┏━━

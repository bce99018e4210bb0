//! Typed fields for the command line encoder/decoder
//!
//! Fields are written as `TYPE:VALUE`:
//!
//! | Type | Value                      |
//! |------|----------------------------|
//! | u8   | 0..=255                    |
//! | i16  | signed 16-bit              |
//! | u16  | unsigned 16-bit            |
//! | i32  | signed 32-bit              |
//! | u32  | unsigned 32-bit            |
//! | f32  | float, or `0x` + raw bits  |
//! | str  | UTF-8 text (rest of arg)   |
//! | hex  | raw bytes as hex digits    |

use std::fmt;
use std::str::FromStr;

use flatcodec::{encoded_len, Codec};

use crate::error::{CliError, Result};
use crate::hex;

#[derive(Debug, Clone, Copy, PartialEq, Eq)]
pub enum FieldType {
    U8,
    I16,
    U16,
    I32,
    U32,
    F32,
    Str,
    Bytes,
}

impl FieldType {
    pub fn name(self) -> &'static str {
        match self {
            FieldType::U8 => "u8",
            FieldType::I16 => "i16",
            FieldType::U16 => "u16",
            FieldType::I32 => "i32",
            FieldType::U32 => "u32",
            FieldType::F32 => "f32",
            FieldType::Str => "str",
            FieldType::Bytes => "hex",
        }
    }

    /// Size of fixed-width types, `None` for length-prefixed ones
    pub fn fixed_width(self) -> Option<usize> {
        match self {
            FieldType::U8 => Some(1),
            FieldType::I16 | FieldType::U16 => Some(2),
            FieldType::I32 | FieldType::U32 | FieldType::F32 => Some(4),
            FieldType::Str | FieldType::Bytes => None,
        }
    }

    /// Decode one field at `offset`, checking the input length first so a
    /// short or corrupt image is reported instead of panicking.
    pub fn decode(self, ctx: &Codec, bytes: &[u8], offset: usize) -> Result<(FieldValue, usize)> {
        let needed = match self.fixed_width() {
            Some(width) => width,
            None => {
                ensure_available(bytes, offset, 4)?;
                let (len, _) = ctx.read_i32(bytes, offset);
                // negative prefixes are left for the codec to reject
                encoded_len(usize::try_from(len).unwrap_or(0))
            }
        };
        ensure_available(bytes, offset, needed)?;

        let decoded = match self {
            FieldType::U8 => {
                let (v, n) = ctx.read_u8(bytes, offset);
                (FieldValue::U8(v), n)
            }
            FieldType::I16 => {
                let (v, n) = ctx.read_i16(bytes, offset);
                (FieldValue::I16(v), n)
            }
            FieldType::U16 => {
                let (v, n) = ctx.read_u16(bytes, offset);
                (FieldValue::U16(v), n)
            }
            FieldType::I32 => {
                let (v, n) = ctx.read_i32(bytes, offset);
                (FieldValue::I32(v), n)
            }
            FieldType::U32 => {
                let (v, n) = ctx.read_u32(bytes, offset);
                (FieldValue::U32(v), n)
            }
            FieldType::F32 => {
                let (v, n) = ctx.read_f32(bytes, offset);
                (FieldValue::F32(v), n)
            }
            FieldType::Str => {
                let (v, n) = ctx.read_string(bytes, offset)?;
                (FieldValue::Str(v), n)
            }
            FieldType::Bytes => {
                let mut v = Vec::new();
                let n = ctx.read_bytes(bytes, offset, &mut v)?;
                (FieldValue::Bytes(v), n)
            }
        };
        Ok(decoded)
    }
}

fn ensure_available(bytes: &[u8], offset: usize, needed: usize) -> Result<()> {
    let have = bytes.len().saturating_sub(offset);
    if have < needed {
        return Err(CliError::Truncated { offset, needed, have });
    }
    Ok(())
}

impl FromStr for FieldType {
    type Err = CliError;

    fn from_str(s: &str) -> Result<Self> {
        match s.trim().to_ascii_lowercase().as_str() {
            "u8" | "byte" => Ok(FieldType::U8),
            "i16" => Ok(FieldType::I16),
            "u16" => Ok(FieldType::U16),
            "i32" => Ok(FieldType::I32),
            "u32" => Ok(FieldType::U32),
            "f32" => Ok(FieldType::F32),
            "str" | "string" => Ok(FieldType::Str),
            "hex" | "bytes" => Ok(FieldType::Bytes),
            other => Err(CliError::UnknownType(other.to_string())),
        }
    }
}

#[derive(Debug, Clone, PartialEq)]
pub enum FieldValue {
    U8(u8),
    I16(i16),
    U16(u16),
    I32(i32),
    U32(u32),
    F32(f32),
    Str(String),
    Bytes(Vec<u8>),
}

impl FieldValue {
    pub fn field_type(&self) -> FieldType {
        match self {
            FieldValue::U8(_) => FieldType::U8,
            FieldValue::I16(_) => FieldType::I16,
            FieldValue::U16(_) => FieldType::U16,
            FieldValue::I32(_) => FieldType::I32,
            FieldValue::U32(_) => FieldType::U32,
            FieldValue::F32(_) => FieldType::F32,
            FieldValue::Str(_) => FieldType::Str,
            FieldValue::Bytes(_) => FieldType::Bytes,
        }
    }

    pub fn encoded_len(&self) -> usize {
        match self {
            FieldValue::Str(s) => encoded_len(s.len()),
            FieldValue::Bytes(b) => encoded_len(b.len()),
            other => other.field_type().fixed_width().unwrap_or(0),
        }
    }

    pub fn encode(&self, ctx: &Codec, bytes: &mut [u8], offset: usize) -> Result<usize> {
        let written = match self {
            FieldValue::U8(v) => ctx.write_u8(bytes, offset, *v),
            FieldValue::I16(v) => ctx.write_i16(bytes, offset, *v),
            FieldValue::U16(v) => ctx.write_u16(bytes, offset, *v),
            FieldValue::I32(v) => ctx.write_i32(bytes, offset, *v),
            FieldValue::U32(v) => ctx.write_u32(bytes, offset, *v),
            FieldValue::F32(v) => ctx.write_f32(bytes, offset, *v),
            FieldValue::Str(v) => ctx.write_string(bytes, offset, v)?,
            FieldValue::Bytes(v) => ctx.write_bytes(bytes, offset, v)?,
        };
        Ok(written)
    }
}

fn invalid(ty: FieldType, value: &str) -> CliError {
    CliError::InvalidValue {
        ty: ty.name(),
        value: value.to_string(),
    }
}

fn parse_f32(value: &str) -> Option<f32> {
    match value.strip_prefix("0x") {
        Some(bits) => u32::from_str_radix(bits, 16).ok().map(f32::from_bits),
        None => value.parse().ok(),
    }
}

impl FromStr for FieldValue {
    type Err = CliError;

    fn from_str(s: &str) -> Result<Self> {
        let (ty, value) = s
            .split_once(':')
            .ok_or_else(|| CliError::InvalidField(s.to_string()))?;
        let ty: FieldType = ty.parse()?;

        let parsed = match ty {
            FieldType::U8 => value.parse().ok().map(FieldValue::U8),
            FieldType::I16 => value.parse().ok().map(FieldValue::I16),
            FieldType::U16 => value.parse().ok().map(FieldValue::U16),
            FieldType::I32 => value.parse().ok().map(FieldValue::I32),
            FieldType::U32 => value.parse().ok().map(FieldValue::U32),
            FieldType::F32 => parse_f32(value).map(FieldValue::F32),
            FieldType::Str => Some(FieldValue::Str(value.to_string())),
            FieldType::Bytes => return hex::decode(value).map(FieldValue::Bytes),
        };
        parsed.ok_or_else(|| invalid(ty, value))
    }
}

impl fmt::Display for FieldValue {
    fn fmt(&self, f: &mut fmt::Formatter<'_>) -> fmt::Result {
        let ty = self.field_type().name();
        match self {
            FieldValue::U8(v) => write!(f, "{} {}", ty, v),
            FieldValue::I16(v) => write!(f, "{} {}", ty, v),
            FieldValue::U16(v) => write!(f, "{} {}", ty, v),
            FieldValue::I32(v) => write!(f, "{} {}", ty, v),
            FieldValue::U32(v) => write!(f, "{} {}", ty, v),
            FieldValue::F32(v) => write!(f, "{} {} (0x{:08x})", ty, v, v.to_bits()),
            FieldValue::Str(v) => write!(f, "{} {:?}", ty, v),
            FieldValue::Bytes(v) => write!(f, "{} {}", ty, hex::encode(v)),
        }
    }
}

┗━━

**Task prompt:** Give all the records above again, wording unchanged.

**Solution to this exercise:**
repository bce99018e4210bb0
//! Typed fields for the command line encoder/decoder
//!
//! Fields are written as `TYPE:VALUE`:
//!
//! | Type | Value                      |
//! |------|----------------------------|
//! | u8   | 0..=255                    |
//! | i16  | signed 16-bit              |
//! | u16  | unsigned 16-bit            |
//! | i32  | signed 32-bit              |
//! | u32  | unsigned 32-bit            |
//! | f32  | float, or `0x` + raw bits  |
//! | str  | UTF-8 text (rest of arg)   |
//! | hex  | raw bytes as hex digits    |

use std::fmt;
use std::str::FromStr;

use flatcodec::{encoded_len, Codec};

use crate::error::{CliError, Result};
use crate::hex;

#[derive(Debug, Clone, Copy, PartialEq, Eq)]
pub enum FieldType {
    U8,
    I16,
    U16,
    I32,
    U32,
    F32,
    Str,
    Bytes,
}

impl FieldType {
    pub fn name(self) -> &'static str {
        match self {
            FieldType::U8 => "u8",
            FieldType::I16 => "i16",
            FieldType::U16 => "u16",
            FieldType::I32 => "i32",
            FieldType::U32 => "u32",
            FieldType::F32 => "f32",
            FieldType::Str => "str",
            FieldType::Bytes => "hex",
        }
    }

    /// Size of fixed-width types, `None` for length-prefixed ones
    pub fn fixed_width(self) -> Option<usize> {
        match self {
            FieldType::U8 => Some(1),
            FieldType::I16 | FieldType::U16 => Some(2),
            FieldType::I32 | FieldType::U32 | FieldType::F32 => Some(4),
            FieldType::Str | FieldType::Bytes => None,
        }
    }

    /// Decode one field at `offset`, checking the input length first so a
    /// short or corrupt image is reported instead of panicking.
    pub fn decode(self, ctx: &Codec, bytes: &[u8], offset: usize) -> Result<(FieldValue, usize)> {
        let needed = match self.fixed_width() {
            Some(width) => width,
            None => {
                ensure_available(bytes, offset, 4)?;
                let (len, _) = ctx.read_i32(bytes, offset);
                // negative prefixes are left for the codec to reject
                encoded_len(usize::try_from(len).unwrap_or(0))
            }
        };
        ensure_available(bytes, offset, needed)?;

        let decoded = match self {
            FieldType::U8 => {
                let (v, n) = ctx.read_u8(bytes, offset);
                (FieldValue::U8(v), n)
            }
            FieldType::I16 => {
                let (v, n) = ctx.read_i16(bytes, offset);
                (FieldValue::I16(v), n)
            }
            FieldType::U16 => {
                let (v, n) = ctx.read_u16(bytes, offset);
                (FieldValue::U16(v), n)
            }
            FieldType::I32 => {
                let (v, n) = ctx.read_i32(bytes, offset);
                (FieldValue::I32(v), n)
            }
            FieldType::U32 => {
                let (v, n) = ctx.read_u32(bytes, offset);
                (FieldValue::U32(v), n)
            }
            FieldType::F32 => {
                let (v, n) = ctx.read_f32(bytes, offset);
                (FieldValue::F32(v), n)
            }
            FieldType::Str => {
                let (v, n) = ctx.read_string(bytes, offset)?;
                (FieldValue::Str(v), n)
            }
            FieldType::Bytes => {
                let mut v = Vec::new();
                let n = ctx.read_bytes(bytes, offset, &mut v)?;
                (FieldValue::Bytes(v), n)
            }
        };
        Ok(decoded)
    }
}

fn ensure_available(bytes: &[u8], offset: usize, needed: usize) -> Result<()> {
    let have = bytes.len().saturating_sub(offset);
    if have < needed {
        return Err(CliError::Truncated { offset, needed, have });
    }
    Ok(())
}

impl FromStr for FieldType {
    type Err = CliError;

    fn from_str(s: &str) -> Result<Self> {
        match s.trim().to_ascii_lowercase().as_str() {
            "u8" | "byte" => Ok(FieldType::U8),
            "i16" => Ok(FieldType::I16),
            "u16" => Ok(FieldType::U16),
            "i32" => Ok(FieldType::I32),
            "u32" => Ok(FieldType::U32),
            "f32" => Ok(FieldType::F32),
            "str" | "string" => Ok(FieldType::Str),
            "hex" | "bytes" => Ok(FieldType::Bytes),
            other => Err(CliError::UnknownType(other.to_string())),
        }
    }
}

#[derive(Debug, Clone, PartialEq)]
pub enum FieldValue {
    U8(u8),
    I16(i16),
    U16(u16),
    I32(i32),
    U32(u32),
    F32(f32),
    Str(String),
    Bytes(Vec<u8>),
}

impl FieldValue {
    pub fn field_type(&self) -> FieldType {
        match self {
            FieldValue::U8(_) => FieldType::U8,
            FieldValue::I16(_) => FieldType::I16,
            FieldValue::U16(_) => FieldType::U16,
            FieldValue::I32(_) => FieldType::I32,
            FieldValue::U32(_) => FieldType::U32,
            FieldValue::F32(_) => FieldType::F32,
            FieldValue::Str(_) => FieldType::Str,
            FieldValue::Bytes(_) => FieldType::Bytes,
        }
    }

    pub fn encoded_len(&self) -> usize {
        match self {
            FieldValue::Str(s) => encoded_len(s.len()),
            FieldValue::Bytes(b) => encoded_len(b.len()),
            other => other.field_type().fixed_width().unwrap_or(0),
        }
    }

    pub fn encode(&self, ctx: &Codec, bytes: &mut [u8], offset: usize) -> Result<usize> {
        let written = match self {
            FieldValue::U8(v) => ctx.write_u8(bytes, offset, *v),
            FieldValue::I16(v) => ctx.write_i16(bytes, offset, *v),
            FieldValue::U16(v) => ctx.write_u16(bytes, offset, *v),
            FieldValue::I32(v) => ctx.write_i32(bytes, offset, *v),
            FieldValue::U32(v) => ctx.write_u32(bytes, offset, *v),
            FieldValue::F32(v) => ctx.write_f32(bytes, offset, *v),
            FieldValue::Str(v) => ctx.write_string(bytes, offset, v)?,
            FieldValue::Bytes(v) => ctx.write_bytes(bytes, offset, v)?,
        };
        Ok(written)
    }
}

fn invalid(ty: FieldType, value: &str) -> CliError {
    CliError::InvalidValue {
        ty: ty.name(),
        value: value.to_string(),
    }
}

fn parse_f32(value: &str) -> Option<f32> {
    match value.strip_prefix("0x") {
        Some(bits) => u32::from_str_radix(bits, 16).ok().map(f32::from_bits),
        None => value.parse().ok(),
    }
}

impl FromStr for FieldValue {
    type Err = CliError;

    fn from_str(s: &str) -> Result<Self> {
        let (ty, value) = s
            .split_once(':')
            .ok_or_else(|| CliError::InvalidField(s.to_string()))?;
        let ty: FieldType = ty.parse()?;

        let parsed = match ty {
            FieldType::U8 => value.parse().ok().map(FieldValue::U8),
            FieldType::I16 => value.parse().ok().map(FieldValue::I16),
            FieldType::U16 => value.parse().ok().map(FieldValue::U16),
            FieldType::I32 => value.parse().ok().map(FieldValue::I32),
            FieldType::U32 => value.parse().ok().map(FieldValue::U32),
            FieldType::F32 => parse_f32(value).map(FieldValue::F32),
            FieldType::Str => Some(FieldValue::Str(value.to_string())),
            FieldType::Bytes => return hex::decode(value).map(FieldValue::Bytes),
        };
        parsed.ok_or_else(|| invalid(ty, value))
    }
}

impl fmt::Display for FieldValue {
    fn fmt(&self, f: &mut fmt::Formatter<'_>) -> fmt::Result {
        let ty = self.field_type().name();
        match self {
            FieldValue::U8(v) => write!(f, "{} {}", ty, v),
            FieldValue::I16(v) => write!(f, "{} {}", ty, v),
            FieldValue::U16(v) => write!(f, "{} {}", ty, v),
            FieldValue::I32(v) => write!(f, "{} {}", ty, v),
            FieldValue::U32(v) => write!(f, "{} {}", ty, v),
            FieldValue::F32(v) => write!(f, "{} {} (0x{:08x})", ty, v, v.to_bits()),
            FieldValue::Str(v) => write!(f, "{} {:?}", ty, v),
            FieldValue::Bytes(v) => write!(f, "{} {}", ty, hex::encode(v)),
        }
    }
}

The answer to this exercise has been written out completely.